The National government is once more coming under pressure to lift the retirement age, this time from coalition partner, the Act Party.
"We need honesty on the looming superannuation and healthcare affordability issue," newly-elected Act leader Jamie Whyte told the NZ Herald.
To be more honest, Act, unnaturally allied here with Labour on the issue, is calling for the lifting of the age of eligibility for the government pension from 65 to 67: people can retire whenever they want, if they can afford it.
Raising the age when the government pension kicks in would certainly save some money. Most other developed countries already have, or are considering, making people work for longer before hooking into a government pension.
Australia, for example, is already committed to pushing out the pension age to 67 with the country's Treasurer, Joe Hockey, arguing the limit should increase to 70 ASAP.

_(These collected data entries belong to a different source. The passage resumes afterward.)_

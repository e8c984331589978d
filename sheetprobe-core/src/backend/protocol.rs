//! Wire types for the automation bridge.
//!
//! The protocol is JSON-over-stdio: one JSON object per line in each direction.
//! Requests look like `{"id":1,"cmd":"cell_value","params":{...}}`, responses
//! like `{"id":1,"status":"ok","data":...}` or `{"id":1,"status":"error","message":"..."}`.

use serde::{Deserialize, Serialize};

/// A command sent to the bridge process.
#[derive(Debug, Clone, Serialize, Deserialize)]
pub struct Request {
    /// Monotonically increasing request ID for correlating responses.
    pub id: u64,
    #[serde(flatten)]
    pub command: Command,
}

/// Commands the bridge understands. Rows and columns are 1-based.
#[derive(Debug, Clone, Serialize, Deserialize)]
#[serde(tag = "cmd", content = "params", rename_all = "snake_case")]
pub enum Command {
    /// Start the application and open the workbook read-only.
    Open { path: String, visible: bool },
    SheetNames,
    ActiveSheet,
    UsedRange { sheet: String },
    SheetProperties { sheet: String },
    CellValue { sheet: String, row: u32, column: u32 },
    CellFormula { sheet: String, row: u32, column: u32 },
    /// Text as the application displays it
    CellText { sheet: String, row: u32, column: u32 },
    CellFormat { sheet: String, row: u32, column: u32 },
    CellHyperlink { sheet: String, row: u32, column: u32 },
    CellNote { sheet: String, row: u32, column: u32 },
    CellValidation { sheet: String, row: u32, column: u32 },
    /// Values of a rectangular range, flattened row-major
    RangeValues { sheet: String, range: String },
    Tables { sheet: String },
    Names,
    /// Evaluate an expression on a sheet; answers with the address of the resulting range
    Evaluate { sheet: String, expression: String },
    /// Close the workbook without saving and quit the application.
    Close,
}

/// A response from the bridge process.
#[derive(Debug, Clone, Serialize, Deserialize)]
pub struct Response {
    pub id: u64,
    #[serde(flatten)]
    pub result: ResponseResult,
}

#[derive(Debug, Clone, Serialize, Deserialize)]
#[serde(tag = "status")]
pub enum ResponseResult {
    #[serde(rename = "ok")]
    Ok {
        #[serde(default)]
        data: serde_json::Value,
    },
    #[serde(rename = "error")]
    Error { message: String },
}

/// `cell_format` payload. Colors use the application's BGR integers and
/// alignments its numeric constants.
#[derive(Debug, Clone, Default, Serialize, Deserialize)]
#[serde(default)]
pub struct CellFormatData {
    pub number_format: Option<String>,
    pub font_name: Option<String>,
    pub font_size: Option<f64>,
    pub font_bold: Option<bool>,
    pub font_italic: Option<bool>,
    pub font_color: Option<u32>,
    pub fill_color: Option<u32>,
    pub horizontal_alignment: Option<i64>,
    pub vertical_alignment: Option<i64>,
    pub locked: Option<bool>,
    pub formula_hidden: Option<bool>,
    pub merged: bool,
    pub merge_area: Option<String>,
}

/// `cell_validation` payload with the application's numeric codes
#[derive(Debug, Clone, Default, Serialize, Deserialize)]
pub struct ValidationData {
    #[serde(rename = "type")]
    pub kind: i64,
    #[serde(default)]
    pub alert_style: Option<i64>,
    #[serde(default)]
    pub operator: Option<i64>,
    #[serde(default)]
    pub ignore_blank: Option<bool>,
    #[serde(default)]
    pub in_cell_dropdown: Option<bool>,
    #[serde(default)]
    pub formula1: Option<String>,
    #[serde(default)]
    pub formula2: Option<String>,
}

/// Name of an alignment constant
pub fn alignment_name(code: i64) -> Option<&'static str> {
    Some(match code {
        1 => "general",
        -4131 => "left",
        -4108 => "center",
        -4152 => "right",
        5 => "fill",
        -4130 => "justify",
        7 => "centerContinuous",
        -4117 => "distributed",
        -4160 => "top",
        -4107 => "bottom",
        _ => return None,
    })
}
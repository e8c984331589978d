//! Sheet and workbook walking

use anyhow::{Context, Result, anyhow};
use std::path::Path;
use tracing::{debug, info, warn};

pub mod cell;
pub mod dependencies;

pub use cell::extract_cell;
pub use dependencies::{extract_dependencies, parse_dependencies};

use crate::address::{CellRange, MAX_COLUMNS, MAX_ROWS, parse_cell_ref};
use crate::backend::{self, BackendKind, WorkbookBackend};
use crate::config::BridgeConfig;
use crate::error::ExtractError;
use crate::record::{
    AllSheetsFormulaReport, CellRecord, DependencyReport, FormulaReport, FullDetailsReport,
    NamedRangeRecord, RangeReport, SheetDetails, SheetDetailsReport, SheetMeta, WorkbookDetails,
    WorksheetInfo,
};

/// Local time with microseconds and no offset
pub fn extraction_timestamp() -> String {
    chrono::Local::now()
        .format("%Y-%m-%dT%H:%M:%S%.6f")
        .to_string()
}

/// Main extraction interface over one open workbook session
pub struct Extractor {
    backend: Box<dyn WorkbookBackend>,
}

impl Extractor {
    /// Open `path` with the requested backend
    pub fn open(path: &Path, kind: BackendKind, bridge: &BridgeConfig) -> Result<Self> {
        if !path.is_file() {
            return Err(ExtractError::FileNotFound(path.to_path_buf()).into());
        }
        let backend = backend::open_backend(kind, path, bridge)
            .with_context(|| format!("Failed to open {} with the {} backend", path.display(), kind))?;
        info!("Opened {} ({} backend)", path.display(), kind);
        Ok(Self::new(backend))
    }

    pub fn new(backend: Box<dyn WorkbookBackend>) -> Self {
        Self { backend }
    }

    pub fn file_path(&self) -> String {
        self.backend.file_path().display().to_string()
    }

    /// The named sheet, or the active one when no name is given
    pub fn resolve_sheet(&mut self, sheet: Option<&str>) -> Result<String> {
        match sheet {
            Some(name) => {
                if self.backend.sheet_names()?.iter().any(|s| s == name) {
                    Ok(name.to_string())
                } else {
                    Err(ExtractError::SheetNotFound(name.to_string()).into())
                }
            }
            None => self.backend.active_sheet(),
        }
    }

    pub fn worksheet_info(&mut self, sheet: Option<&str>) -> Result<WorksheetInfo> {
        let name = self.resolve_sheet(sheet)?;
        let used = self.backend.used_range(&name)?;
        let rows = used.map(|r| r.rows()).unwrap_or(0);
        let columns = used.map(|r| r.columns()).unwrap_or(0);
        Ok(WorksheetInfo {
            sheet_name: name,
            used_range: used.map(|r| r.address()),
            rows,
            columns,
            total_cells: rows as u64 * columns as u64,
        })
    }

    pub fn extract_cell(&mut self, sheet: &str, row: u32, col: u32) -> CellRecord {
        cell::extract_cell(self.backend.as_mut(), sheet, row, col)
    }

    /// Records of every cell in `range` that holds a formula or a nonzero number
    fn calculation_cells(&mut self, sheet: &str, range: &CellRange) -> Vec<CellRecord> {
        range
            .positions()
            .map(|(row, col)| self.extract_cell(sheet, row, col))
            .filter(CellRecord::is_calculation)
            .collect()
    }

    /// Formula cells of one sheet
    pub fn extract_all_formulas(&mut self, sheet: Option<&str>) -> Result<FormulaReport> {
        let info = self.worksheet_info(sheet)?;
        let formulas = match info.used_range.as_deref().and_then(CellRange::parse) {
            Some(used) => self.calculation_cells(&info.sheet_name, &used),
            None => Vec::new(),
        };
        debug!("{}: {} formula cells", info.sheet_name, formulas.len());
        Ok(FormulaReport {
            file_path: self.file_path(),
            extraction_timestamp: extraction_timestamp(),
            total_formulas_found: formulas.len(),
            worksheet_info: info,
            formulas,
        })
    }

    /// Formula cells of every sheet; unreadable sheets are skipped
    pub fn extract_all_sheets_formulas(&mut self) -> Result<AllSheetsFormulaReport> {
        let mut sheets = Vec::new();
        for name in self.backend.sheet_names()? {
            match self.extract_all_formulas(Some(name.as_str())) {
                Ok(report) => sheets.push(report),
                Err(e) => warn!("Skipping sheet '{}': {e:#}", name),
            }
        }
        Ok(AllSheetsFormulaReport {
            file_path: self.file_path(),
            extraction_timestamp: extraction_timestamp(),
            sheets,
        })
    }

    /// Formula cells within an explicit range (`A1:D10` or a single cell)
    pub fn extract_range(&mut self, sheet: Option<&str>, range: &str) -> Result<RangeReport> {
        let name = self.resolve_sheet(sheet)?;
        let requested =
            CellRange::parse(range).ok_or_else(|| anyhow!("Invalid range '{}'", range))?;
        // Whole rows and columns only reach as far as the used range
        let bounded = if requested.end_row == MAX_ROWS || requested.end_col == MAX_COLUMNS {
            self.backend
                .used_range(&name)?
                .and_then(|used| requested.intersect(&used))
        } else {
            Some(requested)
        };
        let formulas = match bounded {
            Some(r) => self.calculation_cells(&name, &r),
            None => Vec::new(),
        };
        Ok(RangeReport {
            file_path: self.file_path(),
            extraction_timestamp: extraction_timestamp(),
            sheet_name: name,
            range: requested.address(),
            total_formulas_found: formulas.len(),
            formulas,
        })
    }

    pub fn extract_dependencies(
        &mut self,
        sheet: Option<&str>,
        address: &str,
    ) -> Result<DependencyReport> {
        let name = self.resolve_sheet(sheet)?;
        let (row, col) =
            parse_cell_ref(address).ok_or_else(|| anyhow!("Invalid cell address '{}'", address))?;
        Ok(dependencies::extract_dependencies(
            self.backend.as_mut(),
            &name,
            address,
            row,
            col,
        ))
    }

    /// Every cell, plus sheet and table metadata. A failing sheet yields a degraded record.
    pub fn sheet_details(&mut self, name: &str) -> SheetDetails {
        match self.try_sheet_details(name) {
            Ok(details) => details,
            Err(e) => {
                warn!("Sheet '{}' degraded: {e:#}", name);
                SheetDetails::failed(name, format!("{e:#}"))
            }
        }
    }

    fn try_sheet_details(&mut self, name: &str) -> Result<SheetDetails> {
        let info = self.backend.sheet_info(name)?;
        let used = self.backend.used_range(name)?;
        let cells = match used {
            Some(range) => range
                .positions()
                .map(|(row, col)| self.extract_cell(name, row, col))
                .collect(),
            None => Vec::new(),
        };
        let tables = self.backend.tables(name).unwrap_or_else(|e| {
            warn!("Sheet '{}': tables unavailable: {e:#}", name);
            Vec::new()
        });
        Ok(SheetDetails {
            sheet: SheetMeta::Loaded(info),
            cells,
            tables,
        })
    }

    pub fn extract_sheet_full_details(&mut self, sheet: Option<&str>) -> Result<SheetDetailsReport> {
        let name = self.resolve_sheet(sheet)?;
        Ok(SheetDetailsReport {
            file_path: self.file_path(),
            extraction_timestamp: extraction_timestamp(),
            details: self.sheet_details(&name),
        })
    }

    pub fn extract_workbook_full_details(&mut self) -> Result<FullDetailsReport> {
        let names = self.backend.sheet_names()?;
        let sheets: Vec<SheetDetails> = names.iter().map(|name| self.sheet_details(name)).collect();
        let degraded = sheets
            .iter()
            .filter(|s| matches!(s.sheet, SheetMeta::Failed { .. }))
            .count();
        if degraded > 0 {
            warn!("{} of {} sheets could not be read", degraded, sheets.len());
        }

        let named_ranges = self
            .backend
            .defined_names()
            .unwrap_or_else(|e| {
                warn!("Named ranges unavailable: {e:#}");
                Vec::new()
            })
            .into_iter()
            .map(|n| NamedRangeRecord {
                name: n.name,
                refers_to: format!("={}", n.refers_to),
            })
            .collect();

        Ok(FullDetailsReport {
            file_path: self.file_path(),
            extraction_timestamp: extraction_timestamp(),
            workbook: WorkbookDetails {
                sheet_count: names.len(),
                sheets,
                names: named_ranges,
            },
        })
    }

    /// End the session
    pub fn close(mut self) -> Result<()> {
        self.backend.close()
    }
}
//! Configuration file (`sheetprobe.toml`)

use anyhow::{Context, Result};
use serde::{Deserialize, Serialize};
use std::fs;
use std::path::{Path, PathBuf};

use crate::backend::BackendKind;
use crate::error::ExtractError;

/// File looked up in the working directory when no `--config` is given
pub const DEFAULT_CONFIG_FILE: &str = "sheetprobe.toml";

/// Main configuration
#[derive(Debug, Clone, Default, Serialize, Deserialize)]
pub struct ProbeConfig {
    #[serde(default)]
    pub extract: ExtractConfig,
    #[serde(default)]
    pub bridge: BridgeConfig,
    #[serde(default)]
    pub export: ExportConfig,
}

impl ProbeConfig {
    /// Load configuration from a TOML file
    pub fn from_file<P: AsRef<Path>>(path: P) -> Result<Self> {
        let path = path.as_ref();
        let content = fs::read_to_string(path)
            .with_context(|| format!("Failed to read config: {}", path.display()))?;
        let config: ProbeConfig = toml::from_str(&content)
            .with_context(|| format!("Invalid config: {}", path.display()))?;
        config.validate()?;
        Ok(config)
    }

    /// Explicit path if given, else `sheetprobe.toml` in the working directory, else defaults
    pub fn discover(explicit: Option<&Path>) -> Result<Self> {
        match explicit {
            Some(path) => Self::from_file(path),
            None if Path::new(DEFAULT_CONFIG_FILE).is_file() => Self::from_file(DEFAULT_CONFIG_FILE),
            None => Ok(Self::default()),
        }
    }

    pub fn validate(&self) -> Result<()> {
        if let Some(engine) = &self.extract.engine {
            BackendKind::parse(engine)?;
        }
        if self.extract.format != "json" && self.extract.format != "text" {
            anyhow::bail!(
                "Configuration error: unknown output format '{}' (expected json or text)",
                self.extract.format
            );
        }
        Ok(())
    }

    /// Configured engine, or the platform default
    pub fn engine(&self) -> Result<BackendKind> {
        match &self.extract.engine {
            Some(engine) => BackendKind::parse(engine),
            None => Ok(BackendKind::platform_default()),
        }
    }
}

#[derive(Debug, Clone, Serialize, Deserialize)]
pub struct ExtractConfig {
    /// `file` or `live`
    #[serde(default)]
    pub engine: Option<String>,
    #[serde(default = "default_format")]
    pub format: String,
}

impl Default for ExtractConfig {
    fn default() -> Self {
        Self {
            engine: None,
            format: default_format(),
        }
    }
}

fn default_format() -> String {
    "json".to_string()
}

/// How the live backend's automation bridge is launched
#[derive(Debug, Clone, Serialize, Deserialize)]
pub struct BridgeConfig {
    #[serde(default = "default_bridge_program")]
    pub program: String,
    #[serde(default)]
    pub args: Vec<String>,
    /// Show the application window while extracting
    #[serde(default)]
    pub visible: bool,
}

impl Default for BridgeConfig {
    fn default() -> Self {
        Self {
            program: default_bridge_program(),
            args: Vec::new(),
            visible: false,
        }
    }
}

fn default_bridge_program() -> String {
    "excel-bridge".to_string()
}

#[derive(Debug, Clone, Serialize, Deserialize)]
pub struct ExportConfig {
    #[serde(default = "default_out_dir")]
    pub out_dir: PathBuf,
    #[serde(default)]
    pub ndjson: bool,
}

impl Default for ExportConfig {
    fn default() -> Self {
        Self {
            out_dir: default_out_dir(),
            ndjson: false,
        }
    }
}

fn default_out_dir() -> PathBuf {
    PathBuf::from("exports")
}

impl BackendKind {
    /// Parse an engine name as written in the config file
    pub fn parse(engine: &str) -> Result<Self> {
        match engine.trim().to_ascii_lowercase().as_str() {
            "file" => Ok(BackendKind::File),
            "live" => Ok(BackendKind::Live),
            _ => Err(ExtractError::UnsupportedEngine(engine.to_string()).into()),
        }
    }

    /// The live application is only expected to exist on Windows
    pub fn platform_default() -> Self {
        if cfg!(windows) {
            BackendKind::Live
        } else {
            BackendKind::File
        }
    }
}
//! sheetprobe: formula, value, format and validation extraction for spreadsheets
//!
//! Workbooks are read through a [`WorkbookBackend`]: either the file on disk
//! (OOXML metadata plus calamine) or a live spreadsheet application driven
//! through a bridge process. The [`Extractor`] walks sheets and cells and
//! produces serializable records; [`export`] turns them into reports and
//! per-sheet CSV/JSON files.

pub mod address;
pub mod backend;
pub mod config;
pub mod error;
pub mod export;
pub mod extract;
pub mod reader;
pub mod record;
pub mod resolver;

pub use backend::{BackendKind, FileBackend, LiveBackend, ListSource, WorkbookBackend};
pub use config::ProbeConfig;
pub use error::ExtractError;
pub use extract::Extractor;
pub use record::{CellRecord, FullDetailsReport, ScalarValue, ValidationRecord};
pub use resolver::resolve_list;
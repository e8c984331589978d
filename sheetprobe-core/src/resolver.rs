//! Data-validation list resolution
//!
//! A list validation's source is classified once, then fetched through the
//! matching handler. Classification is an ordered table: the first classifier
//! that accepts the normalized source decides its kind.

use anyhow::Result;
use tracing::debug;

use crate::address::{CellRange, split_sheet_reference};
use crate::backend::ListSource;
use crate::record::ScalarValue;

#[derive(Debug, Clone, Copy, PartialEq, Eq)]
pub enum ReferenceKind {
    Literal,
    RangeRef,
    NamedRange,
    TableColumn,
    Unresolved,
}

/// A validation source with its `=`, `INDIRECT("...")` and quote wrapping removed
#[derive(Debug, Clone, PartialEq, Eq)]
pub struct Normalized {
    pub text: String,
    /// The source was a double-quoted string
    pub quoted: bool,
}

pub fn normalize(source: &str) -> Normalized {
    let mut text = source.trim();
    text = text.strip_prefix('=').unwrap_or(text).trim();

    // INDIRECT("Table1[Col]") is how structured references reach a validation rule
    if let Some(prefix) = text.get(..9)
        && prefix.eq_ignore_ascii_case("INDIRECT(")
        && text.ends_with(')')
    {
        text = text[9..text.len() - 1].trim();
    }

    let quoted = text.len() >= 2 && text.starts_with('"') && text.ends_with('"');
    if quoted {
        text = &text[1..text.len() - 1];
    }
    Normalized {
        text: text.to_string(),
        quoted,
    }
}

type Classifier = fn(&Normalized) -> bool;

fn is_table_column(n: &Normalized) -> bool {
    n.text.contains('[') && n.text.contains(']')
}

fn is_literal(n: &Normalized) -> bool {
    n.quoted || (n.text.contains(',') && !n.text.contains(['!', ':', '[']))
}

fn is_range_ref(n: &Normalized) -> bool {
    n.text.contains(['!', ':'])
}

fn is_named_range(n: &Normalized) -> bool {
    !n.text.trim().is_empty()
}

/// Priority order. Brackets are checked before the comma-literal test so
/// `A,B[C]` is a table column.
const CLASSIFIERS: &[(ReferenceKind, Classifier)] = &[
    (ReferenceKind::TableColumn, is_table_column),
    (ReferenceKind::Literal, is_literal),
    (ReferenceKind::RangeRef, is_range_ref),
    (ReferenceKind::NamedRange, is_named_range),
];

pub fn classify(normalized: &Normalized) -> ReferenceKind {
    CLASSIFIERS
        .iter()
        .find(|(_, accepts)| accepts(normalized))
        .map(|(kind, _)| *kind)
        .unwrap_or(ReferenceKind::Unresolved)
}

/// Resolve a list validation source to its items.
///
/// `None` means the list could not be resolved; `Some(vec![])` means it
/// resolved to nothing. Blank cells are dropped from range-backed lists.
pub fn resolve_list<S: ListSource + ?Sized>(
    source: &mut S,
    current_sheet: &str,
    formula: Option<&str>,
) -> Option<Vec<ScalarValue>> {
    let normalized = normalize(formula?);
    let kind = classify(&normalized);
    let result = match kind {
        ReferenceKind::Literal => Ok(Some(resolve_literal(&normalized.text))),
        ReferenceKind::TableColumn => resolve_table_column(source, &normalized.text),
        ReferenceKind::RangeRef => resolve_range(source, current_sheet, &normalized.text),
        ReferenceKind::NamedRange => resolve_named(source, current_sheet, &normalized.text),
        ReferenceKind::Unresolved => Ok(None),
    };
    match result {
        Ok(items) => items,
        Err(e) => {
            debug!("List source '{}' ({:?}) unresolved: {e:#}", normalized.text, kind);
            None
        }
    }
}

fn resolve_literal(text: &str) -> Vec<ScalarValue> {
    text.split(',')
        .map(|item| ScalarValue::Text(item.trim().to_string()))
        .collect()
}

/// Split `Table[Column]` (also `Table[[#Data],[Column]]`)
fn parse_structured_reference(text: &str) -> Option<(&str, &str)> {
    let open = text.find('[')?;
    let close = text.rfind(']')?;
    if close <= open {
        return None;
    }
    let table = text[..open].trim();
    let inner = &text[open + 1..close];
    let column = inner
        .rsplit('[')
        .next()
        .unwrap_or(inner)
        .trim_end_matches(']')
        .trim();
    (!table.is_empty() && !column.is_empty()).then_some((table, column))
}

/// No fall-through: a missing table or column leaves the list unresolved
fn resolve_table_column<S: ListSource + ?Sized>(
    source: &mut S,
    text: &str,
) -> Result<Option<Vec<ScalarValue>>> {
    let Some((table, column)) = parse_structured_reference(text) else {
        return Ok(None);
    };
    Ok(source
        .table_column_values(table, column)?
        .map(drop_blanks))
}

fn resolve_range<S: ListSource + ?Sized>(
    source: &mut S,
    current_sheet: &str,
    reference: &str,
) -> Result<Option<Vec<ScalarValue>>> {
    let (sheet, address) = split_sheet_reference(reference);
    let Some(range) = CellRange::parse(address) else {
        return Ok(None);
    };
    let sheet = sheet.as_deref().unwrap_or(current_sheet);
    Ok(Some(drop_blanks(source.range_values(sheet, &range)?)))
}

/// Names compare case-insensitively with whitespace removed
fn name_key(name: &str) -> String {
    name.chars()
        .filter(|c| !c.is_whitespace())
        .flat_map(char::to_lowercase)
        .collect()
}

fn looks_like_reference(target: &str) -> bool {
    let (_, address) = split_sheet_reference(target);
    CellRange::parse(address).is_some()
}

fn resolve_named<S: ListSource + ?Sized>(
    source: &mut S,
    current_sheet: &str,
    text: &str,
) -> Result<Option<Vec<ScalarValue>>> {
    let key = name_key(text);
    let target = source
        .defined_names()?
        .into_iter()
        .find(|n| name_key(&n.name) == key)
        .map(|n| n.refers_to);

    if let Some(target) = target {
        let target = target.trim().trim_start_matches('=');
        if looks_like_reference(target) {
            return resolve_range(source, current_sheet, target);
        }
        // Dynamic names (OFFSET, INDEX...) need the application to find their range
        if let Some(address) = evaluate(source, current_sheet, target) {
            return resolve_range(source, current_sheet, &address);
        }
    }

    if let Some(address) = evaluate(source, current_sheet, text) {
        return resolve_range(source, current_sheet, &address);
    }
    // A bare cell address such as `A1` is a one-cell range on the current sheet
    if CellRange::parse(text).is_some() {
        return resolve_range(source, current_sheet, text);
    }
    Ok(None)
}

/// Evaluation failures fall through to the next candidate
fn evaluate<S: ListSource + ?Sized>(source: &mut S, sheet: &str, expression: &str) -> Option<String> {
    source.evaluate_reference(sheet, expression).unwrap_or_else(|e| {
        debug!("Could not evaluate '{}': {e:#}", expression);
        None
    })
}

fn drop_blanks(values: Vec<ScalarValue>) -> Vec<ScalarValue> {
    values.into_iter().filter(|v| !v.is_blank()).collect()
}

And while increasing the pension sign-on age isn't necessarily a bad idea, it's not the only idea to combat the fiscal costs of an aging population.
Hockey has other budget-cutting options, such as removing the massive subsidies the Australian government gifts to the country's privately-run compulsory superannuation system or even abolishing tax breaks on negatively-geared property.
The New Zealand Treasury has also been contemplating the pension affordability issue. In a just-published paper, author Andrew Coleman lists three ways the government could tackle the pension problem:
• raising the age of eligibility;
• reducing the average size of payments, or;
• maintaining the current age of entitlement and payment levels so long as it raised taxes early and invested the proceeds.
Coleman's paper is reasonably long and technically complex at times but it essentially makes the case for option three: arguing for a save-as-you-go (SAYGO) approach to funding the government pension via the New Zealand Superannuation Fund (NZS).
(Not surprisingly, NZS included the link to Coleman's paper in its latest performance report.)
"In the New Zealand context, the easiest way would be to fund any expansion of New Zealand Superannuation on a SAYGO-basis, using the New Zealand Superannuation Fund to invest additional funds," the Treasury paper says. "In this case almost all investment is risk is borne on the balance sheet of the government and ultimately shared across generations."
Coleman also notes that government-controlled investment funds tend to outperform private sector funds primarily because of "the much higher fee and costs structure of private funds".
"In the context of the current paper, it is perhaps worth noting that the New Zealand Superannuation Fund has outperformed its market-based reference portfolio since inception, and routinely outperforms the returns earned by private sector Kiwisaver providers," the paper says.
Private sector funds, of course, have higher marketing and distribution costs than NZS but Coleman's research suggests that the government would get more long-term value out of restarting contributions to NZS than introducing compulsion (soft or otherwise) for KiwiSaver.